Joint vs. Marginal Expectation

Jun 11 2016

Let \(p\) be a (joint) pdf over a set of random variables, which we partition into two random vectors \((\mathbf{x}, \mathbf{y})\). Then by definition, the expected value of a real-valued function \(g\) is

$$\mathbb{E}_{p(\mathbf{x}, \mathbf{y})}[g(\mathbf{x},\mathbf{y})] = \int \int g(\mathbf{x},\mathbf{y}) p(\mathbf{x},\mathbf{y}) d \mathbf{x} d \mathbf{y}$$

which we abbreviate as just \(\mathbb{E}[g(\mathbf{x},\mathbf{y})]\), as it's clear which underlying distribution we're averaging over. Note the shorthand \(\int \cdot d \mathbf{x}\) (which I borrowed from the PRML book) means taking iterated integrals over all the scalar random variables in \(\mathbf{x}\), like \(\int \int \int \cdot dx_1 dx_2 dx_3\) if for example \(\mathbf{x}=(x_1,x_2,x_3)\).

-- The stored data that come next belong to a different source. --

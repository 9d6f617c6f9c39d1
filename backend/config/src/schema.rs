//! CardScan runtime configuration schema.
//!
//! Every section has a `Default`, and every field is `#[serde(default)]`, so a
//! YAML file only needs to mention the values it changes.

use serde::{Deserialize, Serialize};
use std::path::PathBuf;

// ---------------------------------------------------------------------------
// Top-level config
// ---------------------------------------------------------------------------

/// Root configuration.
#[derive(Debug, Clone, Default, PartialEq, Serialize, Deserialize)]
#[serde(default, rename_all = "camelCase")]
pub struct AppConfig {
    pub server: ServerConfig,
    pub ocr: OcrSettings,
    pub tasks: TaskSettings,
    pub logging: LoggingConfig,
    pub classifier: ClassifierConfig,
}

// ---------------------------------------------------------------------------
// Server
// ---------------------------------------------------------------------------

#[derive(Debug, Clone, PartialEq, Serialize, Deserialize)]
#[serde(default, rename_all = "camelCase")]
pub struct ServerConfig {
    /// Address to bind the HTTP listener to
    pub bind_address: String,
    pub port: u16,
    /// Where uploaded documents are written
    pub upload_dir: PathBuf,
    /// Request body limit for `POST /ocr`
    pub max_upload_bytes: usize,
}

impl Default for ServerConfig {
    fn default() -> Self {
        Self {
            bind_address: "0.0.0.0".to_string(),
            port: 5000,
            upload_dir: PathBuf::from("./uploads"),
            max_upload_bytes: 16 * 1024 * 1024,
        }
    }
}

// ---------------------------------------------------------------------------
// OCR
// ---------------------------------------------------------------------------

/// Region of interest, in pixels of the resized image.
#[derive(Debug, Clone, Copy, PartialEq, Eq, Serialize, Deserialize)]
pub struct CropRegion {
    pub x: u32,
    pub y: u32,
    pub width: u32,
    pub height: u32,
}

impl Default for CropRegion {
    /// Rows 100..500, columns 100..500.
    fn default() -> Self {
        Self {
            x: 100,
            y: 100,
            width: 400,
            height: 400,
        }
    }
}

#[derive(Debug, Clone, PartialEq, Serialize, Deserialize)]
#[serde(default, rename_all = "camelCase")]
pub struct OcrSettings {
    /// Path to the `tesseract` binary (relies on PATH by default)
    pub tesseract_path: String,
    /// Tesseract language model
    pub language: String,
    /// OCR engine mode (`--oem`)
    pub engine_mode: u8,
    /// Page segmentation mode (`--psm`)
    pub page_seg_mode: u8,
    pub timeout_secs: u64,
    /// Target width of the grayscale resize; height keeps the aspect ratio
    pub resize_width: u32,
    /// `None` disables cropping
    pub crop: Option<CropRegion>,
}

impl Default for OcrSettings {
    fn default() -> Self {
        Self {
            tesseract_path: "tesseract".to_string(),
            language: "ara".to_string(),
            engine_mode: 3,
            page_seg_mode: 6,
            timeout_secs: 120,
            resize_width: 100,
            crop: Some(CropRegion::default()),
        }
    }
}

// ---------------------------------------------------------------------------
// Tasks
// ---------------------------------------------------------------------------

#[derive(Debug, Clone, PartialEq, Serialize, Deserialize)]
#[serde(default, rename_all = "camelCase")]
pub struct TaskSettings {
    /// Concurrent OCR jobs across the whole process
    pub workers: usize,
    /// Jobs allowed to wait for a worker before submissions are refused
    pub queue_capacity: usize,
    /// How long a task stays queryable after its last update
    pub ttl_secs: u64,
    pub max_entries: u64,
}

impl Default for TaskSettings {
    fn default() -> Self {
        Self {
            workers: 1,
            queue_capacity: 64,
            ttl_secs: 3600,
            max_entries: 10_000,
        }
    }
}

// ---------------------------------------------------------------------------
// Logging / classifier
// ---------------------------------------------------------------------------

#[derive(Debug, Clone, PartialEq, Serialize, Deserialize)]
#[serde(default, rename_all = "camelCase")]
pub struct LoggingConfig {
    /// Fallback filter when `RUST_LOG` is unset
    pub level: String,
    /// JSON console output instead of the human-readable format
    pub json: bool,
    /// Directory for daily-rotated NDJSON logs
    pub dir: Option<PathBuf>,
}

impl Default for LoggingConfig {
    fn default() -> Self {
        Self {
            level: "info".to_string(),
            json: false,
            dir: None,
        }
    }
}

#[derive(Debug, Clone, Default, PartialEq, Serialize, Deserialize)]
#[serde(default, rename_all = "camelCase")]
pub struct ClassifierConfig {
    /// Appended to the built-in stop phrase list
    pub extra_stop_phrases: Vec<String>,
}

Now consider the case where \(g\) happens to be a function of only a subset of the random variables, say \(\mathbf{x}\). Then by our earlier definition, \(\mathbb{E}[g(\mathbf{x})]\) should be defined as

$$\mathbb{E}_{p(\mathbf{x}, \mathbf{y})}[g(\mathbf{x})] = \int \int g(\mathbf{x}) p(\mathbf{x},\mathbf{y}) d\mathbf{x} d\mathbf{y}$$

Fubini's theorem says that under suitable conditions, we're allowed to switch the order of integration, so we can simplify the above as

\begin{align} \int \int g(\mathbf{x}) p(\mathbf{x},\mathbf{y}) d\mathbf{x} d\mathbf{y} &= \int \int g(\mathbf{x}) p(\mathbf{x},\mathbf{y}) d\mathbf{y} d\mathbf{x} \\ &= \int \lbrace \int g(\mathbf{x}) p(\mathbf{x},\mathbf{y}) d\mathbf{y} \rbrace d\mathbf{x} \\ &= \int g(\mathbf{x}) \lbrace \int p(\mathbf{x},\mathbf{y}) d\mathbf{y} \rbrace d\mathbf{x} \\ &= \int g(\mathbf{x}) p(\mathbf{x}) d\mathbf{x} \\ &= \mathbb{E}_{p(\mathbf{x})}[g(\mathbf{x})] \end{align}

where we used the fact that \(g(\mathbf{x})\) is a constant in the integral w.r.t. to \(\mathbf{y}\), as well as the definition of marginal distribution \(p(\mathbf{x})\).

Therefore in most cases, we can safely drop the "irrelevant" variables (\(\mathbf{y}\)) in the underlying joint distribution \(p\) over which we take expectation, and treat \(\mathbb{E}[g(\mathbf{x})]\) as expectation with respect to the marginal distribution of \(\mathbf{x}\) only. This fact will be used in a lot of variational inference type of derivations.